Wednesday, September 23, 2015

A Quick One About How Grief Works and How It's So F*%ked Up

Five minutes ago I'm cleaning the bathroom counter, just minding my fucking business. And now I'm sobbing. Not crying, not all teary, I'm sobbing.

Because grief is just fucked up, my friends. I'm can't sugarcoat this for you. It's the truth, and if you've grieved some major people, you will get this.

It's a chain reaction for me today. I smell the antibacterial cleaner, I've used it many times before, and something about the smell today makes me think man, this smells like hospital. Like a clean yet unpleasant sort of smell. 

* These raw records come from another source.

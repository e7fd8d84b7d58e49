//! Merchant filter store.

use parking_lot::RwLock;
use payconsole_common::MerchantSelection;
use serde::{Deserialize, Serialize};
use tracing::debug;

use crate::error::{StoreError, StoreResult};
use crate::storage::{load_snapshot, save_snapshot, SharedStorage};

/// Storage key of the merchant slot.
pub const MERCHANT_KEY: &str = "merchant-store";

#[derive(Debug, Clone, Default, Serialize, Deserialize)]
struct MerchantSnapshot {
    selected: Option<MerchantSelection>,
}

/// Optional merchant narrowing the reporting views.
pub struct MerchantStore {
    storage: SharedStorage,
    selected: RwLock<Option<MerchantSelection>>,
}

impl MerchantStore {
    pub fn open(storage: SharedStorage) -> Self {
        let snapshot: MerchantSnapshot = load_snapshot(storage.as_ref(), MERCHANT_KEY).unwrap_or_default();
        Self {
            storage,
            selected: RwLock::new(snapshot.selected),
        }
    }

    pub fn current(&self) -> Option<MerchantSelection> {
        self.selected.read().clone()
    }

    pub fn set(&self, merchant: MerchantSelection) -> StoreResult<()> {
        if !merchant.id.is_valid() {
            return Err(StoreError::InvalidMerchant(merchant.id.to_string()));
        }
        debug!(merchant_id = %merchant.id, "Merchant selected");
        *self.selected.write() = Some(merchant);
        self.persist()
    }

    pub fn clear(&self) -> StoreResult<()> {
        self.reset();
        self.persist()
    }

    /// Drop the filter in memory only.
    pub(crate) fn reset(&self) {
        *self.selected.write() = None;
    }

    pub(crate) fn persist(&self) -> StoreResult<()> {
        let snapshot = MerchantSnapshot {
            selected: self.current(),
        };
        save_snapshot(self.storage.as_ref(), MERCHANT_KEY, &snapshot)
    }
}

#[cfg(test)]
mod tests {
    use super::*;
    use crate::storage::MemoryStorage;
    use std::sync::Arc;

    #[test]
    fn test_set_clear_rehydrate() {
        let storage: SharedStorage = Arc::new(MemoryStorage::new());
        let store = MerchantStore::open(storage.clone());
        let merchant = MerchantSelection::new("M_10023", "Acme Shop");

        store.set(merchant.clone()).unwrap();
        assert_eq!(MerchantStore::open(storage.clone()).current(), Some(merchant));

        store.clear().unwrap();
        assert_eq!(MerchantStore::open(storage).current(), None);
    }

    #[test]
    fn test_rejects_invalid_id() {
        let store = MerchantStore::open(Arc::new(MemoryStorage::new()));

        let result = store.set(MerchantSelection::new("", "Nameless"));

        assert!(matches!(result, Err(StoreError::InvalidMerchant(_))));
        assert!(store.current().is_none());
    }
}
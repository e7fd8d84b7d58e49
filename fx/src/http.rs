//! HTTP rate source backed by open.er-api.com.

use std::collections::HashMap;
use std::str::FromStr;
use std::time::Duration;

use async_trait::async_trait;
use payconsole_common::{Currency, RateTable};
use reqwest::Client;
use rust_decimal::Decimal;
use serde::Deserialize;
use tracing::{debug, instrument};

use crate::error::{FxError, FxResult};
use crate::provider::RateSource;

/// Default endpoint; the base currency is appended as the last path segment.
pub const DEFAULT_BASE_URL: &str = "https://open.er-api.com/v6/latest";

const SUCCESS: &str = "success";

/// Rate source for the open.er-api.com "latest" endpoint.
pub struct OpenErApiSource {
    client: Client,
    base_url: String,
}

impl OpenErApiSource {
    /// Create a source against `base_url` with the given request timeout.
    pub fn new(base_url: impl Into<String>, timeout: Duration) -> FxResult<Self> {
        let client = Client::builder()
            .timeout(timeout)
            .build()
            .map_err(|e| FxError::Transport(e.to_string()))?;

        Ok(Self {
            client,
            base_url: base_url.into().trim_end_matches('/').to_string(),
        })
    }

    fn url_for(&self, base: &Currency) -> String {
        format!("{}/{}", self.base_url, base.code())
    }
}

impl Default for OpenErApiSource {
    fn default() -> Self {
        Self {
            client: Client::new(),
            base_url: DEFAULT_BASE_URL.to_string(),
        }
    }
}

#[derive(Deserialize)]
struct LatestResponse {
    result: String,
    #[serde(default)]
    rates: Option<HashMap<String, f64>>,
    #[serde(rename = "error-type", default)]
    error_type: Option<String>,
}

/// Turn a response body into a rate table.
///
/// Entries that are not finite positive numbers are skipped.
pub(crate) fn parse_latest(base: &Currency, body: &str) -> FxResult<RateTable> {
    let response: LatestResponse =
        serde_json::from_str(body).map_err(|e| FxError::MalformedPayload(e.to_string()))?;

    if response.result != SUCCESS {
        return Err(FxError::Unsuccessful {
            base: base.clone(),
            result: response.error_type.unwrap_or(response.result),
        });
    }

    let rates = response
        .rates
        .ok_or_else(|| FxError::MalformedPayload("missing rates".to_string()))?;

    let table: RateTable = rates
        .into_iter()
        .filter(|(_, rate)| rate.is_finite())
        .filter_map(|(code, rate)| {
            Decimal::from_str(&rate.to_string())
                .ok()
                .map(|rate| (Currency::new(code), rate))
        })
        .collect();

    if table.is_empty() {
        return Err(FxError::EmptyRates(base.clone()));
    }

    Ok(table)
}

#[async_trait]
impl RateSource for OpenErApiSource {
    fn name(&self) -> &str {
        "open.er-api.com"
    }

    #[instrument(skip(self), fields(base = %base))]
    async fn fetch_latest(&self, base: &Currency) -> FxResult<RateTable> {
        let url = self.url_for(base);
        debug!(url = %url, "Requesting latest rates");

        let body = self
            .client
            .get(&url)
            .send()
            .await?
            .error_for_status()?
            .text()
            .await?;

        parse_latest(base, &body)
    }
}

#[cfg(test)]
mod tests {
    use super::*;
    use rust_decimal_macros::dec;

    #[test]
    fn test_parse_success() {
        let body = r#"{"result":"success","base_code":"USD","rates":{"USD":1,"CNY":7.09,"JPY":151.2}}"#;

        let table = parse_latest(&Currency::usd(), body).unwrap();

        assert_eq!(table.len(), 3);
        assert_eq!(table.get(&Currency::cny()), Some(dec!(7.09)));
        assert_eq!(table.get(&Currency::jpy()), Some(dec!(151.2)));
    }

    #[test]
    fn test_parse_error_result() {
        let body = r#"{"result":"error","error-type":"unsupported-code"}"#;

        let err = parse_latest(&Currency::new("ZZZ"), body).unwrap_err();

        match err {
            FxError::Unsuccessful { result, .. } => assert_eq!(result, "unsupported-code"),
            other => panic!("unexpected error: {other}"),
        }
    }

    #[test]
    fn test_parse_malformed() {
        assert!(matches!(
            parse_latest(&Currency::usd(), "<html>"),
            Err(FxError::MalformedPayload(_))
        ));
        assert!(matches!(
            parse_latest(&Currency::usd(), r#"{"result":"success"}"#),
            Err(FxError::MalformedPayload(_))
        ));
    }

    #[test]
    fn test_parse_drops_unusable_rates() {
        let body = r#"{"result":"success","rates":{"USD":1,"XXX":0,"YYY":-2}}"#;
        let table = parse_latest(&Currency::usd(), body).unwrap();
        assert_eq!(table.len(), 1);

        let body = r#"{"result":"success","rates":{"XXX":0}}"#;
        assert!(matches!(
            parse_latest(&Currency::usd(), body),
            Err(FxError::EmptyRates(_))
        ));
    }

    #[test]
    fn test_url_for_trims_slash() {
        let source =
            OpenErApiSource::new("https://rates.example/v6/latest/", Duration::from_secs(5)).unwrap();
        assert_eq!(
            source.url_for(&Currency::cny()),
            "https://rates.example/v6/latest/CNY"
        );
    }
}
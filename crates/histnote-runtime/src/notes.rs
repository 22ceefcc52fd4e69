//! Inputs to document generation: OCR text or note photos.

use base64::{engine::general_purpose::STANDARD, Engine as _};

use crate::providers::InlineImage;
use crate::RuntimeError;

/// Largest accepted photo, per image.
pub const MAX_IMAGE_BYTES: usize = 6 * 1024 * 1024;

/// Photo formats accepted for analysis.
#[derive(Debug, Clone, Copy, PartialEq, Eq)]
pub enum ImageFormat {
    Jpeg,
    Png,
}

impl ImageFormat {
    /// Detect the format from magic bytes.
    pub fn sniff(bytes: &[u8]) -> Option<Self> {
        if bytes.starts_with(&[0xFF, 0xD8, 0xFF]) {
            Some(Self::Jpeg)
        } else if bytes.starts_with(b"\x89PNG\r\n\x1a\n") {
            Some(Self::Png)
        } else {
            None
        }
    }

    pub fn mime_type(&self) -> &'static str {
        match self {
            Self::Jpeg => "image/jpeg",
            Self::Png => "image/png",
        }
    }
}

/// A checked JPEG or PNG photo of notes.
#[derive(Clone, PartialEq, Eq)]
pub struct NoteImage {
    bytes: Vec<u8>,
    format: ImageFormat,
}

impl std::fmt::Debug for NoteImage {
    fn fmt(&self, f: &mut std::fmt::Formatter<'_>) -> std::fmt::Result {
        f.debug_struct("NoteImage")
            .field("format", &self.format)
            .field("len", &self.bytes.len())
            .finish()
    }
}

impl NoteImage {
    /// Accept a photo if it is a JPEG or PNG within [`MAX_IMAGE_BYTES`].
    pub fn from_bytes(bytes: Vec<u8>) -> Result<Self, RuntimeError> {
        let format = ImageFormat::sniff(&bytes).ok_or_else(|| {
            RuntimeError::InvalidInput("image must be JPEG or PNG".to_string())
        })?;

        if bytes.len() > MAX_IMAGE_BYTES {
            return Err(RuntimeError::InvalidInput(format!(
                "image is {} bytes, limit is {} bytes",
                bytes.len(),
                MAX_IMAGE_BYTES
            )));
        }

        Ok(Self { bytes, format })
    }

    pub fn bytes(&self) -> &[u8] {
        &self.bytes
    }

    pub fn format(&self) -> ImageFormat {
        self.format
    }

    /// Base64 form for sending the photo straight to the model.
    pub fn to_inline(&self) -> InlineImage {
        InlineImage {
            mime_type: self.format.mime_type().to_string(),
            base64: STANDARD.encode(&self.bytes),
        }
    }
}

/// What a history document is generated from.
#[derive(Debug, Clone)]
pub enum NotesInput {
    /// Text already extracted by OCR.
    OcrText(String),
    /// Photos sent directly to a vision-capable model.
    Images(Vec<NoteImage>),
}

So like boom boom boom, the associations pummel me. Mom in the hospital in January of 2014,  knowing she was not going to live, not wanting to leave the hospital because she knew she was going home to die and that my brother and I would be the ones caring for her, maybe thinking the longer she stayed in the hospital might give her one more day with us, or just one more day that we weren't changing IV fluid bags or giving her blood thinner injections.

And I'm just flattened. Not only because she's gone and I can't even explain how much I miss her and how much I need her and how much I want to pick up the phone and talk to her like we did several times a day. I can tell you, I miss my mommy, but you can't get it, unless, unfortunately, you've been there, lost that. But my heart also breaks because I hate that she felt that. That she knew she would have to leave us and her granddaughters. I hate it, so much, more than I have ever hated anything. And today, smelling that fucking stupid antibacterial cleaner brings it all back and I'm crying more than I've cried in months.

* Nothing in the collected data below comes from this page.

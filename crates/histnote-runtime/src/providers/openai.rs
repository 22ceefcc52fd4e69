//! OpenAI chat completions provider.
//!
//! Supports JSON mode for document generation and `image_url` content parts
//! for analyzing note photos directly.

use super::{
    factory::ProviderFactory, secrets::ApiCredential, ChatMessage, CompletionConfig,
    CompletionResponse, LlmProvider, ProviderError,
};
use crate::config::{ConfigError, ProviderKind, RuntimeConfig};
use async_trait::async_trait;
use serde::{Deserialize, Serialize};
use std::sync::Arc;
use std::time::Duration;

/// OpenAI provider.
///
/// The API key lives in an [`ApiCredential`] and is only exposed when the
/// `Authorization` header is set.
pub struct OpenAiProvider {
    credential: ApiCredential,
    base_url: String,
    model: String,
    #[cfg(feature = "openai")]
    client: reqwest::Client,
}

impl std::fmt::Debug for OpenAiProvider {
    fn fmt(&self, f: &mut std::fmt::Formatter<'_>) -> std::fmt::Result {
        f.debug_struct("OpenAiProvider")
            .field("credential", &self.credential)
            .field("base_url", &self.base_url)
            .field("model", &self.model)
            .finish()
    }
}

impl OpenAiProvider {
    /// Create a provider with its own HTTP client.
    pub fn new(
        credential: ApiCredential,
        model: impl Into<String>,
        base_url: impl Into<String>,
        timeout: Duration,
    ) -> Result<Self, ProviderError> {
        #[cfg(feature = "openai")]
        let client = reqwest::Client::builder()
            .timeout(timeout)
            .build()
            .map_err(|e| ProviderError::HttpError(e.to_string()))?;
        #[cfg(not(feature = "openai"))]
        let _ = timeout;

        Ok(Self {
            credential,
            base_url: base_url.into(),
            model: model.into(),
            #[cfg(feature = "openai")]
            client,
        })
    }

    /// Create from the OpenAI section of the runtime config.
    pub fn from_config(config: &RuntimeConfig) -> Result<Self, ConfigError> {
        let credential = config.require_credential(ProviderKind::OpenAi)?.clone();
        Self::new(
            credential,
            config.openai.model.clone(),
            config.openai.base_url.clone(),
            config.request_timeout,
        )
        .map_err(|e| ConfigError::Provider(e.to_string()))
    }
}

/// OpenAI API request format.
#[derive(Debug, Serialize)]
struct OpenAiRequest {
    model: String,
    messages: Vec<OpenAiMessage>,
    temperature: f32,
    max_tokens: u32,
    #[serde(skip_serializing_if = "Option::is_none")]
    response_format: Option<ResponseFormat>,
}

#[derive(Debug, Serialize)]
struct OpenAiMessage {
    role: String,
    content: MessageContent,
}

/// Plain string for text-only messages, part list when images are attached.
#[derive(Debug, Serialize)]
#[serde(untagged)]
enum MessageContent {
    Text(String),
    Parts(Vec<ContentPart>),
}

#[derive(Debug, Serialize)]
#[serde(tag = "type", rename_all = "snake_case")]
enum ContentPart {
    Text { text: String },
    ImageUrl { image_url: ImageUrl },
}

#[derive(Debug, Serialize)]
struct ImageUrl {
    url: String,
}

#[derive(Debug, Serialize)]
struct ResponseFormat {
    #[serde(rename = "type")]
    type_: &'static str,
}

/// OpenAI API response format.
#[derive(Debug, Deserialize)]
#[cfg_attr(not(feature = "openai"), allow(dead_code))]
struct OpenAiResponse {
    model: String,
    choices: Vec<OpenAiChoice>,
    #[serde(default)]
    usage: Option<OpenAiUsage>,
}

#[derive(Debug, Deserialize)]
#[cfg_attr(not(feature = "openai"), allow(dead_code))]
struct OpenAiChoice {
    message: OpenAiResponseMessage,
    finish_reason: Option<String>,
}

#[derive(Debug, Deserialize)]
#[cfg_attr(not(feature = "openai"), allow(dead_code))]
struct OpenAiResponseMessage {
    content: Option<String>,
}

#[derive(Debug, Deserialize)]
#[cfg_attr(not(feature = "openai"), allow(dead_code))]
struct OpenAiUsage {
    prompt_tokens: u32,
    completion_tokens: u32,
}

#[cfg_attr(not(feature = "openai"), allow(dead_code))]
fn build_request(messages: Vec<ChatMessage>, config: &CompletionConfig) -> OpenAiRequest {
    let messages = messages
        .into_iter()
        .map(|msg| {
            let content = if msg.images.is_empty() {
                MessageContent::Text(msg.content)
            } else {
                let mut parts = vec![ContentPart::Text { text: msg.content }];
                parts.extend(msg.images.iter().map(|image| ContentPart::ImageUrl {
                    image_url: ImageUrl {
                        url: image.data_url(),
                    },
                }));
                MessageContent::Parts(parts)
            };
            OpenAiMessage {
                role: msg.role,
                content,
            }
        })
        .collect();

    OpenAiRequest {
        model: config.model.clone(),
        messages,
        temperature: config.temperature,
        max_tokens: config.max_tokens,
        response_format: config.json_mode.then_some(ResponseFormat {
            type_: "json_object",
        }),
    }
}

#[async_trait]
impl LlmProvider for OpenAiProvider {
    #[cfg(feature = "openai")]
    async fn complete(
        &self,
        messages: Vec<ChatMessage>,
        config: &CompletionConfig,
    ) -> Result<CompletionResponse, ProviderError> {
        let request = build_request(messages, config);

        tracing::debug!(model = %request.model, messages = request.messages.len(), "openai request");

        // SECURITY: Only expose the credential here, at the point of use
        let response = self
            .client
            .post(format!("{}/chat/completions", self.base_url))
            .bearer_auth(self.credential.expose())
            .timeout(config.timeout)
            .json(&request)
            .send()
            .await
            .map_err(|e| super::http_error(e, config.timeout))?;

        let body: OpenAiResponse = super::check_status(response)
            .await?
            .json()
            .await
            .map_err(|e| ProviderError::ParseError(e.to_string()))?;

        let usage = body.usage.map_or_else(Default::default, |u| super::TokenUsage {
            prompt_tokens: u.prompt_tokens,
            completion_tokens: u.completion_tokens,
        });

        let (content, stop_reason) = body
            .choices
            .into_iter()
            .next()
            .map(|choice| (choice.message.content.unwrap_or_default(), choice.finish_reason))
            .unwrap_or_default();

        Ok(CompletionResponse {
            content,
            usage,
            model: body.model,
            stop_reason,
        })
    }

    #[cfg(not(feature = "openai"))]
    async fn complete(
        &self,
        _messages: Vec<ChatMessage>,
        _config: &CompletionConfig,
    ) -> Result<CompletionResponse, ProviderError> {
        Err(ProviderError::NotConfigured(
            "OpenAI provider requires 'openai' feature".to_string(),
        ))
    }

    fn name(&self) -> &str {
        "openai"
    }

    fn default_model(&self) -> &str {
        &self.model
    }

    fn supports_images(&self) -> bool {
        true
    }
}

/// Factory for creating OpenAI providers from configuration.
pub struct OpenAiProviderFactory;

impl ProviderFactory for OpenAiProviderFactory {
    fn kind(&self) -> ProviderKind {
        ProviderKind::OpenAi
    }

    fn create(&self, config: &RuntimeConfig) -> Result<Arc<dyn LlmProvider>, ConfigError> {
        Ok(Arc::new(OpenAiProvider::from_config(config)?))
    }
}

#[cfg(test)]
mod tests {
    use super::*;
    use crate::providers::{CredentialSource, InlineImage};

    fn provider(key: &str) -> OpenAiProvider {
        OpenAiProvider::new(
            ApiCredential::new(key, CredentialSource::Programmatic, "OpenAI API key"),
            "gpt-4o-mini",
            "https://api.openai.com/v1",
            Duration::from_secs(5),
        )
        .unwrap()
    }

    #[test]
    fn test_provider_creation() {
        let provider = provider("test-key");
        assert_eq!(provider.name(), "openai");
        assert_eq!(provider.default_model(), "gpt-4o-mini");
        assert!(provider.supports_images());
    }

    #[test]
    fn test_json_mode_request() {
        let config = CompletionConfig {
            json_mode: true,
            ..Default::default()
        };
        let request = build_request(
            vec![ChatMessage::system("Chỉ trả JSON."), ChatMessage::user("OCR: ...")],
            &config,
        );
        let json = serde_json::to_value(&request).unwrap();

        assert_eq!(json["response_format"]["type"], "json_object");
        assert_eq!(json["messages"][0]["role"], "system");
        assert_eq!(json["messages"][1]["content"], "OCR: ...");
    }

    #[test]
    fn test_plain_request_omits_response_format() {
        let request = build_request(vec![ChatMessage::user("hi")], &CompletionConfig::default());
        let json = serde_json::to_value(&request).unwrap();
        assert!(json.get("response_format").is_none());
    }

    #[test]
    fn test_images_become_content_parts() {
        let image = InlineImage {
            mime_type: "image/jpeg".to_string(),
            base64: "AAAA".to_string(),
        };
        let request = build_request(
            vec![ChatMessage::user_with_images("Đọc ghi chép", vec![image])],
            &CompletionConfig::default(),
        );
        let json = serde_json::to_value(&request).unwrap();
        let parts = json["messages"][0]["content"].as_array().unwrap();

        assert_eq!(parts[0]["type"], "text");
        assert_eq!(parts[0]["text"], "Đọc ghi chép");
        assert_eq!(parts[1]["type"], "image_url");
        assert_eq!(parts[1]["image_url"]["url"], "data:image/jpeg;base64,AAAA");
    }

    #[test]
    fn test_factory_requires_credential() {
        let factory = OpenAiProviderFactory;
        let err = factory.create(&RuntimeConfig::default()).err().unwrap();
        assert!(matches!(err, ConfigError::MissingCredential { .. }));
    }

    #[test]
    fn test_factory_create_with_api_key() {
        let mut config = RuntimeConfig::default();
        config.openai.credential = Some(ApiCredential::new(
            "test-api-key",
            CredentialSource::Config,
            "OpenAI API key",
        ));
        let provider = OpenAiProviderFactory.create(&config).unwrap();
        assert_eq!(provider.name(), "openai");
    }

    #[test]
    fn test_api_key_not_in_debug_output() {
        let secret_key = "sk-proj-super-secret-key-12345";
        let provider = provider(secret_key);
        let debug_output = format!("{:?}", provider);

        assert!(
            !debug_output.contains(secret_key),
            "API key was exposed in Debug output!"
        );
        assert!(debug_output.contains("[REDACTED]"));
    }
}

This after having a pretty good productive morning, one of those when I felt so unproductive that my productivity was making me feel all proud and stuff. And then I had to go and clean the counter and use that stuff and not the lavender cleaner that wouldn't have me here, typing all of this and blowing my nose.

So it's fucked up. And a friend who is grieving recently posted something on Facebook about how it comes in waves and that on that day she was drowning. And some days you are doing that. Just drowning. So right now, in this moment, my head is under water.

And I'm not writing for sympathy, I'm writing because  I needed to write it down. Because you people are part of how I deal with this bullshit. I write it down and I post it because I like to create and I like to perform and I like to connect with people. Especially people who get it and they go oh fuck, that happened to me just last week. I'm not alone because Jen cleaned her stupid fucking sink and then missed her mom so badly that she felt like a broken mess. I'm not alone.

Now I've done this, I'm going to share it, I'm going to blow my nose and put on some makeup and go to lunch because I have lunch plans, and while I'm there I'm going to laugh and eat and have a good time, and then I'm going to pick up the kid and hug her about eight billion times. And I'll be smiling because I've already cried and I got this out and as I always say, if I spent the entire day crying Mom would be so pissed. Like, what the fuck are you doing? I get it, I was awesome, you miss me, but you're alive, live some life.